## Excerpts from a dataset
┌──

impl Document {
    /// Create a document holding a single `body` element.
    pub fn new() -> Self {
        let mut doc = Self {
            nodes: Vec::new(),
            generations: Vec::new(),
            free_list: Vec::new(),
            body: NodeId::new(0, 0),
            active: None,
            observers: HashMap::new(),
            next_observer: 0,
        };
        doc.body = doc.alloc(NodeData::Element(Element::new("body")));
        doc
    }

    /// The root element of the document.
    pub fn body(&self) -> NodeId {
        self.body
    }

    /// Create a detached element. Insert it with [`Document::append_child`].
    pub fn create_element(&mut self, element: Element) -> NodeId {
        self.alloc(NodeData::Element(element))
    }

    /// Create a detached text node.
    pub fn create_text(&mut self, text: &str) -> NodeId {
        self.alloc(NodeData::Text(String::from(text)))
    }

    /// Create an element and append it as the last child of `parent`.
    pub fn append(&mut self, parent: NodeId, element: Element) -> NodeId {
        let id = self.create_element(element);
        self.append_child(parent, id);
        id
    }

    /// Create a text node and append it as the last child of `parent`.
    pub fn append_text(&mut self, parent: NodeId, text: &str) -> NodeId {
        let id = self.create_text(text);
        self.append_child(parent, id);
        id
    }

    /// Move `child` to the end of `parent`'s children.
    ///
    /// Does nothing when either id is stale, when `parent` is a text node, or
    /// when `child` is `parent` or one of its ancestors.
    pub fn append_child(&mut self, parent: NodeId, child: NodeId) {
        if !self.is_alive(parent)
            || !self.is_alive(child)
            || self.is_inclusive_ancestor(child, parent)
            || !matches!(self.node(parent).data, NodeData::Element(_))
        {
            return;
        }
        if let Some(old) = self.node(child).parent {
            self.node_mut(old).children.retain(|c| *c != child);
            self.notify(Record::ChildList { target: old });
        }
        self.node_mut(parent).children.push(child);
        self.node_mut(child).parent = Some(parent);
        self.notify(Record::ChildList { target: parent });
    }

    /// Remove a node and its subtree. The body cannot be removed.
    pub fn remove(&mut self, id: NodeId) {
        if !self.is_alive(id) || id == self.body {
            return;
        }
        if let Some(parent) = self.node(id).parent {
            self.node_mut(parent).children.retain(|c| *c != id);
            self.notify(Record::ChildList { target: parent });
        }
        self.free_subtree(id);
    }

    /// Returns true if `id` refers to a live node.
    pub fn is_alive(&self, id: NodeId) -> bool {
        self.nodes
            .get(id.idx())
            .and_then(|n| n.as_ref())
            .is_some_and(|n| n.generation == id.1)
    }

    /// Element data of a live element node.
    pub fn element(&self, id: NodeId) -> Option<&Element> {
        match &self.node_opt(id)?.data {
            NodeData::Element(el) => Some(el),
            NodeData::Text(_) => None,
        }
    }

    /// Whether `id` is a live element node.
    pub fn is_element(&self, id: NodeId) -> bool {
        self.element(id).is_some()
    }

    /// Text of a live text node.
    pub fn text(&self, id: NodeId) -> Option<&str> {
        match &self.node_opt(id)?.data {
            NodeData::Text(text) => Some(text),
            NodeData::Element(_) => None,
        }
    }

    /// Parent of a live node, or `None` for detached nodes, the body, or stale ids.
    pub fn parent_of(&self, id: NodeId) -> Option<NodeId> {
        self.node_opt(id)?.parent
    }

    /// Children of a live node, or an empty slice for stale ids.
    pub fn children_of(&self, id: NodeId) -> &[NodeId] {
        self.node_opt(id)
            .map(|n| n.children.as_slice())
            .unwrap_or_default()
    }

    /// Element children of a live node.
    pub fn element_children(&self, id: NodeId) -> impl Iterator<Item = NodeId> + '_ {
        self.children_of(id)
            .iter()
            .copied()
            .filter(|c| self.is_element(*c))
    }

    /// Iterate the descendants of `root` in document (pre-)order, excluding `root`.
    pub fn descendants(&self, root: NodeId) -> Descendants<'_> {
        let next = self.children_of(root).first().copied();
        Descendants {
            doc: self,
            root,
            next,
        }
    }

    /// The nearest ancestor-or-self element satisfying `predicate`.
    pub fn closest(
        &self,
        id: NodeId,
        mut predicate: impl FnMut(NodeId, &Element) -> bool,
    ) -> Option<NodeId> {
        let mut current = Some(id);
        while let Some(node) = current {
            if let Some(el) = self.element(node)
                && predicate(node, el)
            {
                return Some(node);
            }
            current = self.parent_of(node);
        }
        None
    }

    /// Whether `ancestor` is `node` or one of its ancestors.
    pub fn is_inclusive_ancestor(&self, ancestor: NodeId, node: NodeId) -> bool {
        let mut current = Some(node);
        while let Some(n) = current {
            if n == ancestor {
                return true;
            }
            current = self.parent_of(n);
        }
        false
    }

    /// Path a bubbling event takes: `target` first, then each ancestor up to the root.
    pub fn event_path(&self, target: NodeId) -> Vec<NodeId> {
        let mut out = Vec::new();
        let mut current = self.is_alive(target).then_some(target);
        while let Some(n) = current {
            out.push(n);
            current = self.parent_of(n);
        }
        out
    }

    /// Concatenated text of `id` and all its descendants.
    pub fn text_content(&self, id: NodeId) -> String {
        let mut out = String::new();
        if let Some(text) = self.text(id) {
            out.push_str(text);
        }
        for node in self.descendants(id) {
            if let Some(text) = self.text(node) {
                out.push_str(text);
            }
        }
        out
    }

    // --- attributes ---

    /// Value of an attribute on a live element.
    pub fn attribute(&self, id: NodeId, name: &str) -> Option<&str> {
        self.element(id)?.attribute(name)
    }

    /// Whether a live element carries the attribute.
    pub fn has_attribute(&self, id: NodeId, name: &str) -> bool {
        self.attribute(id, name).is_some()
    }

    /// Set an attribute on a live element.
    pub fn set_attribute(&mut self, id: NodeId, name: &str, value: &str) {
        if let Some(el) = self.element_mut(id)
            && el.set_attribute(name, value)
        {
            self.notify_attribute(id, name);
        }
    }

    /// Remove an attribute; returns whether it was present.
    pub fn remove_attribute(&mut self, id: NodeId, name: &str) -> bool {
        let removed = self
            .element_mut(id)
            .is_some_and(|el| el.remove_attribute(name));
        if removed {
            self.notify_attribute(id, name);
        }
        removed
    }

    /// The `id` attribute of a live element.
    pub fn id_of(&self, id: NodeId) -> Option<&str> {
        self.attribute(id, "id")
    }

    /// Whether a live element carries `class`.
    pub fn has_class(&self, id: NodeId, class: &str) -> bool {
        self.element(id).is_some_and(|el| el.has_class(class))
    }

    /// Add a class to a live element.
    pub fn add_class(&mut self, id: NodeId, class: &str) {
        if let Some(el) = self.element_mut(id)
            && el.add_class(class)
        {
            self.notify_attribute(id, "class");
        }
    }

    /// Remove a class from a live element.
    pub fn remove_class(&mut self, id: NodeId, class: &str) {
        if let Some(el) = self.element_mut(id)
            && el.remove_class(class)
        {
            self.notify_attribute(id, "class");
        }
    }

    // --- styles and metrics ---

    /// Inline style property of a live element.
    pub fn style(&self, id: NodeId, property: &str) -> Option<&str> {
        self.element(id)?.style(property)
    }

    /// Set an inline style property (custom properties included).
    pub fn set_style(&mut self, id: NodeId, property: &str, value: &str) {
        if let Some(el) = self.element_mut(id)
            && el.set_style(property, value)
        {
            self.notify_attribute(id, "style");
        }
    }

    /// Remove an inline style property.
    pub fn remove_style(&mut self, id: NodeId, property: &str) {
        if let Some(el) = self.element_mut(id)
            && el.remove_style(property)
        {
            self.notify_attribute(id, "style");
        }
    }

    /// Computed style property of a live element.
    pub fn computed_style(&self, id: NodeId, property: &str) -> Option<&str> {
        self.element(id)?.computed_style(property)
    }

    /// Client size of a live element, [`Size::ZERO`] otherwise.
    pub fn client_size(&self, id: NodeId) -> Size {
        self.element(id).map_or(Size::ZERO, |el| el.client_size)
    }

    /// Report a new client size from layout. Resize observers of `id` are notified on change.
    pub fn set_client_size(&mut self, id: NodeId, size: Size) {
        let Some(el) = self.element_mut(id) else {
            return;
        };
        if el.client_size == size {
            return;
        }
        el.client_size = size;
        self.notify(Record::Resize { target: id, size });
    }

    /// Scroll size of a live element, [`Size::ZERO`] otherwise.
    pub fn scroll_size(&self, id: NodeId) -> Size {
        self.element(id).map_or(Size::ZERO, |el| el.scroll_size)
    }

    /// Report a new scroll size from layout.
    pub fn set_scroll_size(&mut self, id: NodeId, size: Size) {
        if let Some(el) = self.element_mut(id) {
            el.scroll_size = size;
        }
    }

    /// Current scroll position of a live element.
    pub fn scroll_offset(&self, id: NodeId) -> Vec2 {
        self.element(id).map_or(Vec2::ZERO, |el| el.scroll_offset)
    }

    /// Scroll a live element to `offset`.
    pub fn scroll_to(&mut self, id: NodeId, offset: Vec2) {
        if let Some(el) = self.element_mut(id) {
            el.scroll_offset = offset;
        }
    }

    // --- focus ---

    /// Move focus to a live element. Returns whether focus moved there.
    pub fn focus(&mut self, id: NodeId) -> bool {
        if !self.is_element(id) {
            return false;
        }
        self.active = Some(id);
        true
    }

    /// Clear focus.
    pub fn blur(&mut self) {
        self.active = None;
    }

    /// The focused element, if it is still alive.
    pub fn active_element(&self) -> Option<NodeId> {
        self.active.filter(|id| self.is_alive(*id))
    }

    // --- selectors ---

    /// First element in the document (body included) matching `selector`.
    pub fn query_selector(&self, selector: &str) -> Result<Option<NodeId>, SelectorError> {
        let selector = Selector::parse(selector)?;
        Ok(core::iter::once(self.body)
            .chain(self.descendants(self.body))
            .find(|id| selector.matches(self, *id)))
    }

    /// First descendant of `scope` matching `selector`.
    pub fn query_selector_in(
        &self,
        scope: NodeId,
        selector: &str,
    ) -> Result<Option<NodeId>, SelectorError> {
        let selector = Selector::parse(selector)?;
        Ok(self
            .descendants(scope)
            .find(|id| selector.matches(self, *id)))
    }

    /// Every descendant of `scope` matching `selector`, in document order.
    pub fn query_selector_all(
        &self,
        scope: NodeId,
        selector: &str,
    ) -> Result<Vec<NodeId>, SelectorError> {
        let selector = Selector::parse(selector)?;
        Ok(self
            .descendants(scope)
            .filter(|id| selector.matches(self, *id))
            .collect())
    }

    // --- observation ---

    /// Start observing `target`.
    ///
    /// Observing [`ObserveFlags::RESIZE`] queues an initial [`Record::Resize`]
    /// with the current size, matching how hosts report the first observation.
    pub fn observe(&mut self, target: NodeId, flags: ObserveFlags) -> ObserverId {
        let id = ObserverId(self.next_observer);
        self.next_observer = self.next_observer.wrapping_add(1);
        let mut records = Vec::new();
        if flags.contains(ObserveFlags::RESIZE) && self.is_element(target) {
            records.push(Record::Resize {
                target,
                size: self.client_size(target),
            });
        }
        self.observers.insert(
            id,
            Observer {
                target,
                flags,
                records,
            },
        );
        id
    }

    /// Drain the records queued for an observer.
    pub fn take_records(&mut self, observer: ObserverId) -> Vec<Record> {
        self.observers
            .get_mut(&observer)
            .map(|o| core::mem::take(&mut o.records))
            .unwrap_or_default()
    }

    /// Stop an observer and drop its pending records.
    pub fn disconnect(&mut self, observer: ObserverId) {
        self.observers.remove(&observer);
    }

    // --- serialization ---

    /// Serialize a node and its subtree as markup.
    pub fn outer_html(&self, id: NodeId) -> String {
        let mut out = String::new();
        self.write_html(id, &mut out);
        out
    }

    fn write_html(&self, id: NodeId, out: &mut String) {
        let Some(node) = self.node_opt(id) else {
            return;
        };
        match &node.data {
            NodeData::Text(text) => escape_into(text, false, out),
            NodeData::Element(el) => {
                out.push('<');
                out.push_str(el.tag());
                for (name, value) in el.attributes() {
                    let _ = write!(out, " {name}=\"");
                    escape_into(value, true, out);
                    out.push('"');
                }
                let mut styles = el.styles().peekable();
                if styles.peek().is_some() {
                    out.push_str(" style=\"");
                    for (i, (property, value)) in styles.enumerate() {
                        if i > 0 {
                            out.push(' ');
                        }
                        let _ = write!(out, "{property}: ");
                        escape_into(value, true, out);
                        out.push(';');
                    }
                    out.push('"');
                }
                out.push('>');
                for child in &node.children {
                    self.write_html(*child, out);
                }
                let _ = write!(out, "</{}>", el.tag());
            }
        }
    }
}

└──

## Task goal
Only the lines containing the word "when" should be returned from the data above.

## Solution
    /// Does nothing when either id is stale, when `parent` is a text node, or
    /// when `child` is `parent` or one of its ancestors.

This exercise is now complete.